### Problem to solve
Take the data below and extract the lines from the one with "impl From<&str> for" to the one with "o compilador garante", inclusive, exactly as written.

### Listed entries

□ □ □

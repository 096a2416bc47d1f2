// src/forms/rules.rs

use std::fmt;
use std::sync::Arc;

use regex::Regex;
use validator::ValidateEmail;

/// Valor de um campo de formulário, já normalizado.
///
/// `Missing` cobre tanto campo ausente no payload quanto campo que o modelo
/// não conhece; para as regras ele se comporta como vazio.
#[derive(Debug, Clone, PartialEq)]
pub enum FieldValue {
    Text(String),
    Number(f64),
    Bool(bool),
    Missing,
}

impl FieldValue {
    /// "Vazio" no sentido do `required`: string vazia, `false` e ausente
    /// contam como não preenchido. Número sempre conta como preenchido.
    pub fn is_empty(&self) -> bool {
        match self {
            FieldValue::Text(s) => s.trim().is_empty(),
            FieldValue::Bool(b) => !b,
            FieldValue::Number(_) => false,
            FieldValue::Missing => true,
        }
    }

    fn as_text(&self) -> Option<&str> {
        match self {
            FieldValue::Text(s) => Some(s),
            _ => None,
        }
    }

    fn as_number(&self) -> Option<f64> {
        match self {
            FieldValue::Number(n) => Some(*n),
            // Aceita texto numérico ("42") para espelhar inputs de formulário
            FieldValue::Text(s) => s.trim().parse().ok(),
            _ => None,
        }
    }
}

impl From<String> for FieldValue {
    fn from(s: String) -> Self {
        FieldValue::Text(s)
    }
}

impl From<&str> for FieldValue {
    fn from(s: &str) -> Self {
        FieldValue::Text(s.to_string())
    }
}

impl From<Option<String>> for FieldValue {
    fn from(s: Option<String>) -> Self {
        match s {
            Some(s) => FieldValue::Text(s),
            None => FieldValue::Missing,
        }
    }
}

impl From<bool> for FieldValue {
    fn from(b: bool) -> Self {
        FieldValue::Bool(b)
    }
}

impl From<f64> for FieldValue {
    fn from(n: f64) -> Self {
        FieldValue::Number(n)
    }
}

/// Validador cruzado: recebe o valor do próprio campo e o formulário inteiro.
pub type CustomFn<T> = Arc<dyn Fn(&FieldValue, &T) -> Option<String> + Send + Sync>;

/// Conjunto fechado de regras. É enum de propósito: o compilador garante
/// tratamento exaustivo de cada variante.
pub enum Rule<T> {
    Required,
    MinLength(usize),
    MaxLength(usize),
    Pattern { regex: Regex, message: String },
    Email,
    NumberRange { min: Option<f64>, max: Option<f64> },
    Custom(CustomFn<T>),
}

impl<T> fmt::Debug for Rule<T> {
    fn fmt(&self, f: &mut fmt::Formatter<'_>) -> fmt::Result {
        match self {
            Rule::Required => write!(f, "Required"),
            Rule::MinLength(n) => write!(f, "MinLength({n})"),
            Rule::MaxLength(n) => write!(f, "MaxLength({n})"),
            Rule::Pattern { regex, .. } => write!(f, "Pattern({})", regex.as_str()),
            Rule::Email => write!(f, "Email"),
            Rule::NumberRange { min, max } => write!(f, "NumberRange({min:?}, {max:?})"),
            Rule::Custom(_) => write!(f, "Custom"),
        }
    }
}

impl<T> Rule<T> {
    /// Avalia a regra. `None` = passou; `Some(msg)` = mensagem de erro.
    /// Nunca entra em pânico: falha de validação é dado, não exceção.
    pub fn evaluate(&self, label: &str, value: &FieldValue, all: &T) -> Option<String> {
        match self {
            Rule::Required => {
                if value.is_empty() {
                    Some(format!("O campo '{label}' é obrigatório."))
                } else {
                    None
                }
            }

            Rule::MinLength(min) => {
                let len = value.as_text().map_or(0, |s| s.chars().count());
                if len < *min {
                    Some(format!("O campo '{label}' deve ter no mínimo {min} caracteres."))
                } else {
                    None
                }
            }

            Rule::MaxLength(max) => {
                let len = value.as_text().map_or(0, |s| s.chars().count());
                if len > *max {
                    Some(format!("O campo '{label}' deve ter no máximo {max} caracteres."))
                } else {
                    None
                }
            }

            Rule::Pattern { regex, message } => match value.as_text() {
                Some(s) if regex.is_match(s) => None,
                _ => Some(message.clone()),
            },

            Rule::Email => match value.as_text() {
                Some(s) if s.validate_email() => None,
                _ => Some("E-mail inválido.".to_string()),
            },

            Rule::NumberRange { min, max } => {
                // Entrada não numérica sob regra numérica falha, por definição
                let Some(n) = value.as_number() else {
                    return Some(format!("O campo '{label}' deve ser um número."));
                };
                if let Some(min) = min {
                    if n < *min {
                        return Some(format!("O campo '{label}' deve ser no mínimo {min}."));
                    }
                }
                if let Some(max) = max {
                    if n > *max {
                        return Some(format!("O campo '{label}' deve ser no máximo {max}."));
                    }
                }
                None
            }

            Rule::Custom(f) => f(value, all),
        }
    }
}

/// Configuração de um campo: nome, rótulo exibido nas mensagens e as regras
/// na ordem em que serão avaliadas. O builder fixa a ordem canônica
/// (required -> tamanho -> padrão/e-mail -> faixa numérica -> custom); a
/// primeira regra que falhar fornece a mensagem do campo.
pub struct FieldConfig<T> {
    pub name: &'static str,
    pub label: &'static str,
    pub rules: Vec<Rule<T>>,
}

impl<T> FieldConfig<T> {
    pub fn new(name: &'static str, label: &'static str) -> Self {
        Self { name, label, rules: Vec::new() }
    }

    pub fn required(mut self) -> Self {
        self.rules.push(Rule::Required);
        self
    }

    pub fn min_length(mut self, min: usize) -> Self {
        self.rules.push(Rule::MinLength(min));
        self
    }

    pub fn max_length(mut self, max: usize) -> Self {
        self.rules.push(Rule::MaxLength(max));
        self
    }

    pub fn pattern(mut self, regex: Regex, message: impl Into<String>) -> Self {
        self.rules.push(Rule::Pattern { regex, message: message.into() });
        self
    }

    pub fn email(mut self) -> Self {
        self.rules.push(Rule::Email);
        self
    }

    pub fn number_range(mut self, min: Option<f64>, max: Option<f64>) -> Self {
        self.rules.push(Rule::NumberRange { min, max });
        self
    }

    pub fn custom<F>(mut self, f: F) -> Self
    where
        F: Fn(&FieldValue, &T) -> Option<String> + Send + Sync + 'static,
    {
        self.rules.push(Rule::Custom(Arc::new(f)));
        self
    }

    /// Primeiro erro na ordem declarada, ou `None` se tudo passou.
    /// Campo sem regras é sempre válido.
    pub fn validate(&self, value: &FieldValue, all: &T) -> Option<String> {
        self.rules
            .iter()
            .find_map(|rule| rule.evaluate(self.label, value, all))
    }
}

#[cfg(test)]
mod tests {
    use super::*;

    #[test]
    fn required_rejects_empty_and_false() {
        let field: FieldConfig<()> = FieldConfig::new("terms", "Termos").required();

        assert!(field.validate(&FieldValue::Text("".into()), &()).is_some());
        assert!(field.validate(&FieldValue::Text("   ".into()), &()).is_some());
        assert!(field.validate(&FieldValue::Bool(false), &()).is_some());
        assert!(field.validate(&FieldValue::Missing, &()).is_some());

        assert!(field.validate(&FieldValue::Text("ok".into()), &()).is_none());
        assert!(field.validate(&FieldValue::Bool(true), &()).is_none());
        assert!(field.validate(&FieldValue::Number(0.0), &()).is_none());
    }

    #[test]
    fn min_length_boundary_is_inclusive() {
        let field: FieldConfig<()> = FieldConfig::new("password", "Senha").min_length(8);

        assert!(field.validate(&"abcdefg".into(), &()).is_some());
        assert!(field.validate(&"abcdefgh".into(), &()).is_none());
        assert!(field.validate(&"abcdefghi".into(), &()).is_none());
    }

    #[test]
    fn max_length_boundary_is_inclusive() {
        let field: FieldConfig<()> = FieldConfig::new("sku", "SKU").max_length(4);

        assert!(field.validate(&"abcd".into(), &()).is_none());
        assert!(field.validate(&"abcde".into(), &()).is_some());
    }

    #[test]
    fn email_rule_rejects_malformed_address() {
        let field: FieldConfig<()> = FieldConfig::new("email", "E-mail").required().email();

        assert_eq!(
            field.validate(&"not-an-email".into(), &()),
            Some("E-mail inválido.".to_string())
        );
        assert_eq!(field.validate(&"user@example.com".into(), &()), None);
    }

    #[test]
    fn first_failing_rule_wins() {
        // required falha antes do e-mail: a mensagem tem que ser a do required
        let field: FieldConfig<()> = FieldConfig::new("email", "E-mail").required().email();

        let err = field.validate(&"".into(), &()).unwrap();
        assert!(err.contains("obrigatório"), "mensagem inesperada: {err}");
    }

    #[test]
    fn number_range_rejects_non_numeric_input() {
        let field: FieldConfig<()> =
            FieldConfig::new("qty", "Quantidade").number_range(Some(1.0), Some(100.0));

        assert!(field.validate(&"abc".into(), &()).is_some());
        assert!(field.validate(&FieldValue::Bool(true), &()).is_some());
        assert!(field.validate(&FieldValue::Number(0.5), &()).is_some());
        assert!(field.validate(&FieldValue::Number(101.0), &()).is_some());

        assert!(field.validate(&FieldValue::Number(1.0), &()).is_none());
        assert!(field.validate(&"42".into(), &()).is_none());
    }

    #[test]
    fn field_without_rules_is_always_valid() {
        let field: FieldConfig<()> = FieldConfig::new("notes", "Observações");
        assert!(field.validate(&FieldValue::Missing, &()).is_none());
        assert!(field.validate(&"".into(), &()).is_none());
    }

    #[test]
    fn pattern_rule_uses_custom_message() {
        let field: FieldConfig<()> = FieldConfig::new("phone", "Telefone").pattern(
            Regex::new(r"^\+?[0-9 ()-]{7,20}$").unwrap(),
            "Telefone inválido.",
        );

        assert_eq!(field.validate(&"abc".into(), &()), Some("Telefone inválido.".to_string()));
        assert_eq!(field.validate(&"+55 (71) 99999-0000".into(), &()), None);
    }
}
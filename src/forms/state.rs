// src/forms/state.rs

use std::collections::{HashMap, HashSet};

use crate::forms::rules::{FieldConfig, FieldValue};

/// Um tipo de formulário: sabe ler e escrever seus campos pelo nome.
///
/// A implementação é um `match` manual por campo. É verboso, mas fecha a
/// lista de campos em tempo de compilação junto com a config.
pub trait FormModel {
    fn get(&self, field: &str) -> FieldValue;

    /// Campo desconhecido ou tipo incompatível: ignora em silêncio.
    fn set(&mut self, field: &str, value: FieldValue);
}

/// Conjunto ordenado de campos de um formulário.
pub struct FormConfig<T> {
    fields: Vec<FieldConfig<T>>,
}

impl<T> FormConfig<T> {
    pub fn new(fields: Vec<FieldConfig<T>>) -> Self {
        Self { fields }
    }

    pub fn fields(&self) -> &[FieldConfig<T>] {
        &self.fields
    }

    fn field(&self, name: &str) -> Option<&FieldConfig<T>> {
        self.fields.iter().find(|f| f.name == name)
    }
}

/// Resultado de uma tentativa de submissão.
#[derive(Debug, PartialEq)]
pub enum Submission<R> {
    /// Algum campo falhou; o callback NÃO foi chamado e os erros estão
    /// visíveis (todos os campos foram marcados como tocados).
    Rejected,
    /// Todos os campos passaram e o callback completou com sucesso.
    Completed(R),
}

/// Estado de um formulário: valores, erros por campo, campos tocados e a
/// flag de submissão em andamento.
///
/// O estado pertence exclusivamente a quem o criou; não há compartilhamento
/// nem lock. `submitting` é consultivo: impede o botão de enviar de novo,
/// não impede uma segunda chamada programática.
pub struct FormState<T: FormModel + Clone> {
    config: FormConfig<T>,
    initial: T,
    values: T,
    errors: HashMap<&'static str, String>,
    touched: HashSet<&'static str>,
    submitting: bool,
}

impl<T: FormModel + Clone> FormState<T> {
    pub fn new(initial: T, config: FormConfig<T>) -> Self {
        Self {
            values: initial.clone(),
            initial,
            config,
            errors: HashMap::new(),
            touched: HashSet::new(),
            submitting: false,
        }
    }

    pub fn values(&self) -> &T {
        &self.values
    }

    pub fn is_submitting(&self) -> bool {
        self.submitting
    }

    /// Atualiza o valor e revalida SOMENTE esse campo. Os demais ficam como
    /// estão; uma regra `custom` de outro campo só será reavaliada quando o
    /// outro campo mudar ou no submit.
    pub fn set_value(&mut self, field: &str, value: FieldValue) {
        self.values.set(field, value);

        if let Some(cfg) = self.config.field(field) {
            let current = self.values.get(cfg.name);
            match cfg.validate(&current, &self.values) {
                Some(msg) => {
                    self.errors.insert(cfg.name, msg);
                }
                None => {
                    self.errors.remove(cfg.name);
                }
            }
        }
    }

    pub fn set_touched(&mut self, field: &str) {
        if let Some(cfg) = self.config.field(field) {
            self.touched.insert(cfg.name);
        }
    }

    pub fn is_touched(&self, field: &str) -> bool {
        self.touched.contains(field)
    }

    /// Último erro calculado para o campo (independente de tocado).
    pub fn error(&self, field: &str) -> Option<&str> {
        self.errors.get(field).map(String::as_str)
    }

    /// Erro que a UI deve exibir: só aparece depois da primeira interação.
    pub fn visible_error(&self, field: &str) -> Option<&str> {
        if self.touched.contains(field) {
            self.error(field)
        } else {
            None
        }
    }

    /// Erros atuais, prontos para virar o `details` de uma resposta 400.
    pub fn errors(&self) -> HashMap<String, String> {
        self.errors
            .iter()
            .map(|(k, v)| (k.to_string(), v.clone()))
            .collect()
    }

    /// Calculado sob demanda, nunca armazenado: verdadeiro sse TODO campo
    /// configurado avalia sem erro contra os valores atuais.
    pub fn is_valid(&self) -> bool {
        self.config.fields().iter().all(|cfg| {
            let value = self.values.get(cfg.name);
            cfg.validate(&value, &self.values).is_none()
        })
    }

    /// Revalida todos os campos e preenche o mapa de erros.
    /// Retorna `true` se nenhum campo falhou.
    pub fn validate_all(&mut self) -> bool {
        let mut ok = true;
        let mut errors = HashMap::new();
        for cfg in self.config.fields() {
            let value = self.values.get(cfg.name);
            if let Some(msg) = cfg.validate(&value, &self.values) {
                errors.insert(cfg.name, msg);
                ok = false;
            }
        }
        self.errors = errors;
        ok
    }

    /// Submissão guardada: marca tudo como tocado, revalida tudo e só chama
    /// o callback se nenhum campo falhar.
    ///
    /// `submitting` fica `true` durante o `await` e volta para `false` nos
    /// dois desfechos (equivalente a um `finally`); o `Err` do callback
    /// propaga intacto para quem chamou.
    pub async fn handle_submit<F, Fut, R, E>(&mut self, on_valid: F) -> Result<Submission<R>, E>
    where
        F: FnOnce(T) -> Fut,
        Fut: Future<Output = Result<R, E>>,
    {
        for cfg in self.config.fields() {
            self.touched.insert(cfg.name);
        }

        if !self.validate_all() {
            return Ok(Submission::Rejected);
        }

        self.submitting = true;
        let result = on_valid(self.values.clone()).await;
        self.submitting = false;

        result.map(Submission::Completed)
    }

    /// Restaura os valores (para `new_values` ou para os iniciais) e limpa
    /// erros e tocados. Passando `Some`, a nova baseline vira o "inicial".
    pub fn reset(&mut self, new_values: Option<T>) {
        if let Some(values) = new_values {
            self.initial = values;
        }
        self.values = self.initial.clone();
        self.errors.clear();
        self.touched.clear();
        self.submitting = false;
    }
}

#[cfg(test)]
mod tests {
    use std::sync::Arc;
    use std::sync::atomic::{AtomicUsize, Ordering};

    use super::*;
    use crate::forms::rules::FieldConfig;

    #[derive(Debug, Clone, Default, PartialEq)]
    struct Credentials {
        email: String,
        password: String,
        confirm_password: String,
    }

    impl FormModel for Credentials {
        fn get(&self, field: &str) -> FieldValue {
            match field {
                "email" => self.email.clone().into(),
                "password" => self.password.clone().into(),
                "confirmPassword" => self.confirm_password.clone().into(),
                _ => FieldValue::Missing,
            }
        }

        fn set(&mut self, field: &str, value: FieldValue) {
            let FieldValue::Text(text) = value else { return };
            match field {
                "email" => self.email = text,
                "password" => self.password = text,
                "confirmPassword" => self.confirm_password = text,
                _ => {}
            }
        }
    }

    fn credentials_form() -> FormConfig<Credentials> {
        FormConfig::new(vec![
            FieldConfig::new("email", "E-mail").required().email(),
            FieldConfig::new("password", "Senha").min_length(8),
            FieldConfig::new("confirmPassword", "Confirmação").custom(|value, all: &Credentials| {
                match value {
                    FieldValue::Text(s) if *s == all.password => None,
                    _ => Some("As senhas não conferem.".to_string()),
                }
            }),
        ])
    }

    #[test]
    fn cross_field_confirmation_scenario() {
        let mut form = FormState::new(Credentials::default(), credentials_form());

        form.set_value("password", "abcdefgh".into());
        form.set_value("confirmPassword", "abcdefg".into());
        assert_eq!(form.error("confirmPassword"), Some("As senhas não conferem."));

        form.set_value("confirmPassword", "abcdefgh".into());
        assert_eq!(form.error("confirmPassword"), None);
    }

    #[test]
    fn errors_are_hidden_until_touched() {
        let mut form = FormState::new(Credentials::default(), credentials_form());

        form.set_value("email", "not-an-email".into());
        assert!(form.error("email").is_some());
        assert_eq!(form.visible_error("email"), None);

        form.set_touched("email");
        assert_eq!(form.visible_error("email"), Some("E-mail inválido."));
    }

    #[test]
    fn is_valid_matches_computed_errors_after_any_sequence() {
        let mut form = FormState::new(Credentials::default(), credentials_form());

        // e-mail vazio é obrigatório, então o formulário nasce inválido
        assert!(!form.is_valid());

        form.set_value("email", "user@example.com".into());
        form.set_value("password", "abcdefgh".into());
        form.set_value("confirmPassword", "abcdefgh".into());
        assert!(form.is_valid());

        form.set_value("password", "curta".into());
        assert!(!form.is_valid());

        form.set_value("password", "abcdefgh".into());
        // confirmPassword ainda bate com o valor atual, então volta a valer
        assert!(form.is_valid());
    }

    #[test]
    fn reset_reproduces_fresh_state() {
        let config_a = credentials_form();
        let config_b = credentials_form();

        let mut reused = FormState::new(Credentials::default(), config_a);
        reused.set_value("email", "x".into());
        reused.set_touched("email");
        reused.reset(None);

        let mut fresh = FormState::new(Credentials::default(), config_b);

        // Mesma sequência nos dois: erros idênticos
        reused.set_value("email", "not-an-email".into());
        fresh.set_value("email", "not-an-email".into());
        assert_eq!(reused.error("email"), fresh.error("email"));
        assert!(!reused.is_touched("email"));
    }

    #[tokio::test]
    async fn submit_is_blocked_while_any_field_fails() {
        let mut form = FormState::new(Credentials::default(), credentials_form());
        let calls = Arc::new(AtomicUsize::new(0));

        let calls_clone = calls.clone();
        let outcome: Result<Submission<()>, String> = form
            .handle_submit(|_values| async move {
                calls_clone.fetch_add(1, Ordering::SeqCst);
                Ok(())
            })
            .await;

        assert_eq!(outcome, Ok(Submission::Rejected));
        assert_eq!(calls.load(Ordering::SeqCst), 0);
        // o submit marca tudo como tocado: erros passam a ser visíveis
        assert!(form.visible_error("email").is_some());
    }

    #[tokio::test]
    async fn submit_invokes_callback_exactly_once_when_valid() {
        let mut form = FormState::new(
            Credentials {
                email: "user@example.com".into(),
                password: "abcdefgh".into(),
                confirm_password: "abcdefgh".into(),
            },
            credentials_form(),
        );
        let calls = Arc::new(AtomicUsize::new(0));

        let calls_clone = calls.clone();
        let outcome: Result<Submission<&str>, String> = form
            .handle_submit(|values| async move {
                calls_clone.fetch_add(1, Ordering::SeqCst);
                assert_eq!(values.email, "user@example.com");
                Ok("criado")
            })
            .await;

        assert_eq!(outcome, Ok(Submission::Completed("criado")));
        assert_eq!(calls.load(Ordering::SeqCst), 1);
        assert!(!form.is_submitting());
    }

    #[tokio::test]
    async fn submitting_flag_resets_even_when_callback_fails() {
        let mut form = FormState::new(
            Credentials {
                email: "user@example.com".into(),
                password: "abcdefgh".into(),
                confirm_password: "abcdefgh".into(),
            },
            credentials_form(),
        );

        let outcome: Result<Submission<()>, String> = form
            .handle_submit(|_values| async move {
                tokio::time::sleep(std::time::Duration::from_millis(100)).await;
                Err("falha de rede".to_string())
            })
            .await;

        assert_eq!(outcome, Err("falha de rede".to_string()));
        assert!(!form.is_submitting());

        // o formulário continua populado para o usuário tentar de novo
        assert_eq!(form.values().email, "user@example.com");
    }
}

□ □ □

### Answer to this problem
impl From<&str> for FieldValue {
    fn from(s: &str) -> Self {
        FieldValue::Text(s.to_string())
    }
}

impl From<Option<String>> for FieldValue {
    fn from(s: Option<String>) -> Self {
        match s {
            Some(s) => FieldValue::Text(s),
            None => FieldValue::Missing,
        }
    }
}

impl From<bool> for FieldValue {
    fn from(b: bool) -> Self {
        FieldValue::Bool(b)
    }
}

impl From<f64> for FieldValue {
    fn from(n: f64) -> Self {
        FieldValue::Number(n)
    }
}

/// Validador cruzado: recebe o valor do próprio campo e o formulário inteiro.
pub type CustomFn<T> = Arc<dyn Fn(&FieldValue, &T) -> Option<String> + Send + Sync>;

/// Conjunto fechado de regras. É enum de propósito: o compilador garante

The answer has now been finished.